─── Extracted information

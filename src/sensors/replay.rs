//! Replays recorded readings from a JSON-lines file.
//!
//! Each non-empty line holds one reading, either axes
//! (`{"x": 0.1, "y": -0.2, "z": 0.0}`) or an orientation
//! (`{"quaternion": [0, 0, 0, 1]}`), with an optional RFC 3339 `timestamp`.

use super::{
    AxisReading, OrientationReading, Reading, Sensor, SensorEvent, SensorKind, SensorOptions,
};
use crate::error::SensorError;
use chrono::{DateTime, Utc};
use serde::Deserialize;
use std::path::PathBuf;
use tokio::sync::mpsc::{self, UnboundedReceiver, UnboundedSender};
use tokio::task::JoinHandle;
use tokio::time;

#[derive(Debug, Deserialize)]
struct RecordedReading {
    x: Option<f64>,
    y: Option<f64>,
    z: Option<f64>,
    quaternion: Option<[f64; 4]>,
    timestamp: Option<DateTime<Utc>>,
}

pub struct ReplaySensor {
    kind: SensorKind,
    options: SensorOptions,
    path: PathBuf,
    sender: Option<UnboundedSender<SensorEvent>>,
    receiver: Option<UnboundedReceiver<SensorEvent>>,
    task: Option<JoinHandle<()>>,
}

impl ReplaySensor {
    pub fn new(kind: SensorKind, options: SensorOptions, path: PathBuf) -> Self {
        let (sender, receiver) = mpsc::unbounded_channel();
        Self {
            kind,
            options,
            path,
            sender: Some(sender),
            receiver: Some(receiver),
            task: None,
        }
    }
}

/// Parse one recorded line into the event it replays as
fn parse_line(kind: SensorKind, line_no: usize, line: &str) -> SensorEvent {
    let record: RecordedReading = match serde_json::from_str(line) {
        Ok(record) => record,
        Err(e) => {
            return SensorEvent::Error(SensorError::NotReadable(format!(
                "line {}: {}",
                line_no, e
            )));
        }
    };
    let timestamp = record.timestamp.unwrap_or_else(Utc::now);

    match (kind, record.quaternion) {
        (SensorKind::Gyroscope, None) => SensorEvent::Reading(Reading::Axes(AxisReading {
            x: record.x,
            y: record.y,
            z: record.z,
            timestamp,
        })),
        (SensorKind::RelativeOrientation, Some(quaternion)) => {
            SensorEvent::Reading(Reading::Orientation(OrientationReading {
                quaternion,
                timestamp,
            }))
        }
        (SensorKind::Gyroscope, Some(_)) => SensorEvent::Error(SensorError::NotReadable(
            format!("line {}: expected axis values, found quaternion", line_no),
        )),
        (SensorKind::RelativeOrientation, None) => SensorEvent::Error(SensorError::NotReadable(
            format!("line {}: missing quaternion", line_no),
        )),
    }
}

/// Parse a whole recording, skipping blank lines
pub fn parse_recording(kind: SensorKind, content: &str) -> Vec<SensorEvent> {
    content
        .lines()
        .enumerate()
        .filter(|(_, line)| !line.trim().is_empty())
        .map(|(idx, line)| parse_line(kind, idx + 1, line))
        .collect()
}

impl Sensor for ReplaySensor {
    fn kind(&self) -> SensorKind {
        self.kind
    }

    fn info(&self) -> String {
        format!("Replayed {} ({})", self.kind, self.path.display())
    }

    fn start(&mut self) -> Result<(), SensorError> {
        let Some(sender) = self.sender.take() else {
            return Ok(());
        };

        let content = match std::fs::read_to_string(&self.path) {
            Ok(content) => content,
            Err(e) => {
                tracing::debug!(path = %self.path.display(), "Recording unreadable: {}", e);
                let _ = sender.send(SensorEvent::Error(SensorError::NotReadable(format!(
                    "{}: {}",
                    self.path.display(),
                    e
                ))));
                return Ok(());
            }
        };

        let period = self.options.sample_period()?;
        let runtime = tokio::runtime::Handle::try_current()
            .map_err(|e| SensorError::NotSupported(format!("no event loop: {}", e)))?;
        let events = parse_recording(self.kind, &content);
        tracing::info!(
            path = %self.path.display(),
            count = events.len(),
            "Replaying recorded {} readings",
            self.kind
        );

        self.task = Some(runtime.spawn(async move {
            let mut interval = time::interval(period);
            for event in events {
                interval.tick().await;
                if sender.send(event).is_err() {
                    return;
                }
            }
            tracing::debug!("Recording exhausted");
        }));

        Ok(())
    }

    fn subscribe(&mut self) -> Option<UnboundedReceiver<SensorEvent>> {
        self.receiver.take()
    }

    fn stop(&mut self) {
        if let Some(task) = self.task.take() {
            task.abort();
        }
    }
}

impl Drop for ReplaySensor {
    fn drop(&mut self) {
        if let Some(task) = self.task.take() {
            task.abort();
        }
    }
}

──────

(Aim of the task) Every line above from the line with "let timestamp = record.timestamp.unwrap_or_else(Utc::now);" to the line with "(SensorKind::Gyroscope, Some(_)) =>", both included, must be reproduced exactly, and no other line may appear.

(Response)
    let timestamp = record.timestamp.unwrap_or_else(Utc::now);

    match (kind, record.quaternion) {
        (SensorKind::Gyroscope, None) => SensorEvent::Reading(Reading::Axes(AxisReading {
            x: record.x,
            y: record.y,
            z: record.z,
            timestamp,
        })),
        (SensorKind::RelativeOrientation, Some(quaternion)) => {
            SensorEvent::Reading(Reading::Orientation(OrientationReading {
                quaternion,
                timestamp,
            }))
        }
        (SensorKind::Gyroscope, Some(_)) => SensorEvent::Error(SensorError::NotReadable(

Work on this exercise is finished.